§ **Required work**:
Tally every line in the following material that has the word "IdentifierRequest" in it, and answer with that figure alone.

§ **Data extract**:

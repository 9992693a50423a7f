use async_trait::async_trait;
use std::sync::Arc;

use crate::modules::email::application::ports::outgoing::{AccountNotice, AccountNotifier};
use crate::modules::users::application::domain::TokenPurpose;
use crate::modules::users::application::ports::outgoing::UserQuery;
use crate::modules::users::application::services::TokenLifecycle;
use crate::modules::users::application::use_cases::account_flow::{
    AccountFlowError, IdentifierRequest,
};
use crate::shared::validation::FieldErrors;

#[async_trait]
pub trait IRequestReactivationUseCase: Send + Sync {
    async fn execute(&self, request: IdentifierRequest) -> Result<(), AccountFlowError>;
}

/// Emails a reactivation link to a deactivated account. Unauthenticated.
pub struct RequestReactivationUseCase {
    query: Arc<dyn UserQuery>,
    tokens: TokenLifecycle,
    notifier: Arc<dyn AccountNotifier>,
}

impl RequestReactivationUseCase {
    pub fn new(
        query: Arc<dyn UserQuery>,
        tokens: TokenLifecycle,
        notifier: Arc<dyn AccountNotifier>,
    ) -> Self {
        Self {
            query,
            tokens,
            notifier,
        }
    }
}

#[async_trait]
impl IRequestReactivationUseCase for RequestReactivationUseCase {
    async fn execute(&self, request: IdentifierRequest) -> Result<(), AccountFlowError> {
        let user = self
            .query
            .find_by_identifier(request.identifier())
            .await?
            .ok_or_else(|| {
                AccountFlowError::Validation(FieldErrors::single(
                    "identifier",
                    "No Account Found With This Identifier",
                ))
            })?;

        if user.is_active {
            return Err(AccountFlowError::Validation(FieldErrors::single(
                "identifier",
                "Account Is Already Active",
            )));
        }

        let token = self
            .tokens
            .current_or_issue(user.id, TokenPurpose::Reactivation)
            .await
            .map_err(|e| AccountFlowError::TokenError(e.to_string()))?;

        self.notifier
            .notify(
                &user,
                AccountNotice::ReactivationRequest(
                    self.tokens.link(token, TokenPurpose::Reactivation),
                ),
            )
            .await
            .map_err(|e| AccountFlowError::NotificationFailed(e.to_string()))?;

        tracing::info!(user_id = %user.id, "Reactivation link sent");
        Ok(())
    }
}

§ **Output for this exercise**:
3